▶ _About this task_: Go through the following data and transcribe exactly the stretch of lines from the one holding "pub fn with_backend(name: &'static" to the one holding "pub fn is_paused(&self)", both included.

▶ _Material provided_:
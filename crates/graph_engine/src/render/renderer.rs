//! Generic renderer
//!
//! The video renderer, audio renderer and physics simulator share one shape:
//! a submission protocol, a table of suspendable objects, statistics, thread
//! roles and a device back-end. They differ only in their context type `C`
//! (camera, listener, island) and item type `I`.

use std::fmt;

use crate::core::RendererConfig;
use crate::foundation::collections::ObjectKey;
use crate::render::backend::{Backend, NullBackend};
use crate::render::object::{ObjectState, ObjectTable, RendererObject, SuspensionPolicy};
use crate::render::protocol::{SubmissionCore, SubmissionState};
use crate::render::stats::RenderStats;
use crate::render::threads::{ThreadRole, ThreadRoles};
use crate::render::RenderError;

/// An item that refers to a registered object
pub trait SubmissionItem {
    /// Object the item renders
    fn object(&self) -> ObjectKey;
}

/// Renderer over context `C` and item `I`
pub struct Renderer<C, I> {
    name: &'static str,
    core: SubmissionCore<C, I>,
    objects: ObjectTable,
    stats: RenderStats,
    threads: ThreadRoles,
    config: RendererConfig,
    backend: Box<dyn Backend<C, I>>,
    paused: bool,
    device_suspended: bool,
}

impl<C: 'static, I: 'static> Renderer<C, I> {
    /// Renderer with a [`NullBackend`]
    pub fn new(name: &'static str, config: &RendererConfig) -> Self {
        Self::with_backend(name, config, Box::new(NullBackend))
    }
}

impl<C, I> Renderer<C, I> {
    /// Renderer with an explicit back-end
    pub fn with_backend(name: &'static str, config: &RendererConfig, backend: Box<dyn Backend<C, I>>) -> Self {
        Self {
            name,
            core: SubmissionCore::new(),
            objects: ObjectTable::new(),
            stats: RenderStats::default(),
            threads: ThreadRoles::new(),
            config: config.clone(),
            backend,
            paused: false,
            device_suspended: false,
        }
    }

    /// Swap the back-end; only while uninitialized
    pub fn set_backend(&mut self, backend: Box<dyn Backend<C, I>>) -> Result<(), RenderError> {
        if self.core.state() != SubmissionState::Uninitialized {
            return Err(RenderError::WrongState {
                expected: SubmissionState::Uninitialized,
                actual: self.core.state(),
            });
        }
        self.backend = backend;
        Ok(())
    }

    /// Renderer name
    pub fn name(&self) -> &'static str {
        self.name
    }

    /// Protocol state
    pub fn state(&self) -> SubmissionState {
        self.core.state()
    }

    /// Whether `init` succeeded and `deinit`/`stop` has not run since
    pub fn is_initialized(&self) -> bool {
        self.core.state() != SubmissionState::Uninitialized
    }

    /// Completed render cycles
    pub fn frame(&self) -> u64 {
        self.core.frame()
    }

    /// Context of the latest submission
    pub fn current(&self) -> Option<&C> {
        self.core.current()
    }

    /// Items of the latest completed submission
    pub fn submitted(&self) -> &[I] {
        self.core.submitted()
    }

    /// Statistics
    pub fn stats(&self) -> &RenderStats {
        &self.stats
    }

    /// Statistics, for objects managed outside the table
    pub fn stats_mut(&mut self) -> &mut RenderStats {
        &mut self.stats
    }

    /// Thread roles
    pub fn threads(&self) -> &ThreadRoles {
        &self.threads
    }

    /// Whether playback is paused
    pub fn is_paused(&self) -> bool {
        self.paused
    }

    /// Whether the device is suspended
    pub fn is_device_suspended(&self) -> bool {
        self.device_suspended
    }

    pub(crate) fn apply_config(&mut self, config: &RendererConfig) {
        self.config = config.clone();
    }

    // --- Threads ------------------------------------------------------------

    /// Register the calling thread as the render thread
    pub fn register_render_thread(&mut self) {
        self.threads.register_current(ThreadRole::Render);
    }

    /// Register the calling thread as the logic thread
    pub fn register_logic_thread(&mut self) {
        self.threads.register_current(ThreadRole::Logic);
    }

    /// Register the calling thread as the loader thread
    pub fn register_loader_thread(&mut self) {
        self.threads.register_current(ThreadRole::Loader);
    }

    /// Fail if affinity is enforced and the calling thread is not `role`'s
    pub fn check_thread(&self, role: ThreadRole) -> Result<(), RenderError> {
        if !self.config.enforce_thread_affinity || self.threads.is_current(role) {
            Ok(())
        } else {
            Err(RenderError::WrongThread(role))
        }
    }

    // --- Lifecycle ----------------------------------------------------------

    /// Acquire the device
    pub fn init(&mut self) -> Result<(), RenderError> {
        self.check_thread(ThreadRole::Render)?;
        self.core.init()?;
        if let Err(error) = self.backend.init() {
            self.core.reset();
            return Err(RenderError::Backend(error));
        }
        log::info!("{} renderer initialized ({} back-end)", self.name, self.backend.name());
        Ok(())
    }

    /// Release every object and the device
    pub fn deinit(&mut self) -> Result<(), RenderError> {
        self.check_thread(ThreadRole::Render)?;
        self.objects.clear(&mut self.stats);
        self.stop()
    }

    /// Stop: suspend every object, release the device, drop queued items
    ///
    /// Objects stay registered; `init` starts the renderer again.
    pub fn stop(&mut self) -> Result<(), RenderError> {
        if !self.is_initialized() {
            return Ok(());
        }
        let suspended = self.objects.suspend_all(&mut self.stats);
        self.backend.deinit();
        self.core.reset();
        self.paused = false;
        self.device_suspended = false;
        log::info!("{} renderer stopped ({suspended} objects suspended)", self.name);
        Ok(())
    }

    /// Pause playback; submissions are still accepted and kept
    pub fn pause(&mut self) {
        if !self.paused {
            self.paused = true;
            self.backend.pause();
            log::debug!("{} renderer paused", self.name);
        }
    }

    /// Resume playback
    pub fn resume(&mut self) {
        if self.paused {
            self.paused = false;
            self.backend.resume();
            log::debug!("{} renderer resumed", self.name);
        }
    }

    /// Release device resources while keeping logical state
    ///
    /// Every object is suspended; pushing an object resumes it once the
    /// device is back.
    pub fn suspend_device(&mut self) -> Result<(), RenderError> {
        self.require_initialized()?;
        if !self.device_suspended {
            let suspended = self.objects.suspend_all(&mut self.stats);
            self.backend.suspend_device();
            self.device_suspended = true;
            log::info!("{} device suspended ({suspended} objects)", self.name);
        }
        Ok(())
    }

    /// Reacquire device resources
    pub fn resume_device(&mut self) -> Result<(), RenderError> {
        self.require_initialized()?;
        if self.device_suspended {
            self.backend.resume_device().map_err(RenderError::Backend)?;
            self.device_suspended = false;
            log::info!("{} device resumed", self.name);
        }
        Ok(())
    }

    fn require_initialized(&self) -> Result<(), RenderError> {
        if self.is_initialized() {
            Ok(())
        } else {
            Err(RenderError::NotInitialized)
        }
    }

    // --- Objects ------------------------------------------------------------

    /// Initialize and register an object under a suspension policy
    pub fn register_object(
        &mut self,
        object: Box<dyn RendererObject>,
        policy: SuspensionPolicy,
    ) -> Result<ObjectKey, RenderError> {
        if self.check_thread(ThreadRole::Render).is_err() {
            self.check_thread(ThreadRole::Loader)?;
        }
        self.objects.register(object, policy, self.core.frame(), &mut self.stats)
    }

    /// Register an object evicted only by `begin_rendering(true)`
    pub fn register_manually_suspendable_object(
        &mut self,
        object: Box<dyn RendererObject>,
    ) -> Result<ObjectKey, RenderError> {
        self.register_object(object, SuspensionPolicy::Manual)
    }

    /// Register an object evicted when it stops being pushed
    pub fn register_automatically_suspendable_object(
        &mut self,
        object: Box<dyn RendererObject>,
    ) -> Result<ObjectKey, RenderError> {
        self.register_object(object, SuspensionPolicy::Automatic)
    }

    /// De-initialize and remove an object
    pub fn unregister_object(&mut self, key: ObjectKey) -> Result<Box<dyn RendererObject>, RenderError> {
        self.objects.unregister(key, &mut self.stats)
    }

    /// Suspend one object now
    pub fn suspend_object(&mut self, key: ObjectKey) -> Result<bool, RenderError> {
        self.objects.suspend(key, &mut self.stats)
    }

    /// State of an object
    pub fn object_state(&self, key: ObjectKey) -> Option<ObjectState> {
        self.objects.state(key)
    }

    /// Frame in which the object was last pushed
    pub fn recent_frame_count(&self, key: ObjectKey) -> Option<u64> {
        self.objects.recent_frame_count(key)
    }

    /// Registered objects
    pub fn objects(&self) -> &ObjectTable {
        &self.objects
    }

    // --- Submission ---------------------------------------------------------

    /// Open a submission
    pub fn begin_submission(&mut self) -> Result<(), RenderError> {
        self.check_thread(ThreadRole::Logic)?;
        self.core.begin_submission()?;
        self.stats.pushed_objects = 0;
        Ok(())
    }

    /// Set the context (camera, listener, island) of the open submission
    pub fn set_current(&mut self, current: C) -> Result<(), RenderError> {
        self.check_thread(ThreadRole::Logic)?;
        self.core.set_current(current)
    }

    /// Close the submission and publish its batch
    pub fn end_submission(&mut self) -> Result<(), RenderError> {
        self.check_thread(ThreadRole::Logic)?;
        self.core.end_submission()
    }

    /// Start rendering the latest batch
    ///
    /// Runs the suspension sweeps first: with `trigger_suspend` set, manual
    /// objects not in the batch are evicted; automatic objects are evicted
    /// once they went unpushed for the configured number of cycles.
    /// Returns the number of objects suspended by this call.
    pub fn begin_rendering(&mut self, trigger_suspend: bool) -> Result<usize, RenderError> {
        self.check_thread(ThreadRole::Render)?;
        self.core.begin_rendering()?;

        let frame = self.core.frame();
        let mut suspended = 0;
        if trigger_suspend {
            suspended += self.objects.suspend_manual(frame, &mut self.stats);
        }
        if self.config.automatic_suspension {
            suspended += self
                .objects
                .suspend_unused(frame, self.config.suspend_after_frames, &mut self.stats);
        }
        if suspended > 0 {
            log::debug!("{} renderer suspended {suspended} objects in frame {frame}", self.name);
        }

        if self.paused || self.device_suspended {
            return Ok(suspended);
        }
        if let Err(error) = self.backend.render(self.core.current(), self.core.submitted()) {
            log::error!("{} back-end failed to render frame {frame}: {error}", self.name);
            return Err(RenderError::Backend(error));
        }
        Ok(suspended)
    }

    /// Finish the render cycle
    pub fn end_rendering(&mut self) -> Result<(), RenderError> {
        self.check_thread(ThreadRole::Render)?;
        self.core.end_rendering()?;
        self.stats.frames = self.core.frame();
        Ok(())
    }

    /// Drop an open submission when a sibling renderer failed to open its own
    pub(crate) fn abort_submission(&mut self) {
        if self.core.abort_submission() {
            self.stats.pushed_objects = 0;
            log::debug!("{} renderer submission aborted", self.name);
        }
    }

    /// Abort a cycle whose `begin_rendering` failed in the back-end
    pub(crate) fn abort_rendering(&mut self) {
        if self.core.state() == SubmissionState::Rendering {
            if self.core.end_rendering().is_ok() {
                self.stats.frames = self.core.frame();
            }
        }
    }
}

impl<C, I: SubmissionItem> Renderer<C, I> {
    /// Queue an item of the open submission
    ///
    /// Resumes the item's object if it was suspended and stamps it with the
    /// current frame.
    pub fn push(&mut self, item: I) -> Result<(), RenderError> {
        self.check_thread(ThreadRole::Logic)?;
        self.core.check_submitting()?;
        if self.device_suspended {
            return Err(RenderError::DeviceSuspended);
        }
        self.objects.mark_pushed(item.object(), self.core.frame(), &mut self.stats)?;
        self.core.push(item)?;
        self.stats.pushed_objects += 1;
        Ok(())
    }
}

impl<C, I> fmt::Debug for Renderer<C, I> {
    fn fmt(&self, f: &mut fmt::Formatter<'_>) -> fmt::Result {
        f.debug_struct("Renderer")
            .field("name", &self.name)
            .field("state", &self.core.state())
            .field("objects", &self.objects.len())
            .field("stats", &self.stats)
            .field("paused", &self.paused)
            .finish_non_exhaustive()
    }
}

▶ _Result_:
    pub fn with_backend(name: &'static str, config: &RendererConfig, backend: Box<dyn Backend<C, I>>) -> Self {
        Self {
            name,
            core: SubmissionCore::new(),
            objects: ObjectTable::new(),
            stats: RenderStats::default(),
            threads: ThreadRoles::new(),
            config: config.clone(),
            backend,
            paused: false,
            device_suspended: false,
        }
    }

    /// Swap the back-end; only while uninitialized
    pub fn set_backend(&mut self, backend: Box<dyn Backend<C, I>>) -> Result<(), RenderError> {
        if self.core.state() != SubmissionState::Uninitialized {
            return Err(RenderError::WrongState {
                expected: SubmissionState::Uninitialized,
                actual: self.core.state(),
            });
        }
        self.backend = backend;
        Ok(())
    }

    /// Renderer name
    pub fn name(&self) -> &'static str {
        self.name
    }

    /// Protocol state
    pub fn state(&self) -> SubmissionState {
        self.core.state()
    }

    /// Whether `init` succeeded and `deinit`/`stop` has not run since
    pub fn is_initialized(&self) -> bool {
        self.core.state() != SubmissionState::Uninitialized
    }

    /// Completed render cycles
    pub fn frame(&self) -> u64 {
        self.core.frame()
    }

    /// Context of the latest submission
    pub fn current(&self) -> Option<&C> {
        self.core.current()
    }

    /// Items of the latest completed submission
    pub fn submitted(&self) -> &[I] {
        self.core.submitted()
    }

    /// Statistics
    pub fn stats(&self) -> &RenderStats {
        &self.stats
    }

    /// Statistics, for objects managed outside the table
    pub fn stats_mut(&mut self) -> &mut RenderStats {
        &mut self.stats
    }

    /// Thread roles
    pub fn threads(&self) -> &ThreadRoles {
        &self.threads
    }

    /// Whether playback is paused
    pub fn is_paused(&self) -> bool {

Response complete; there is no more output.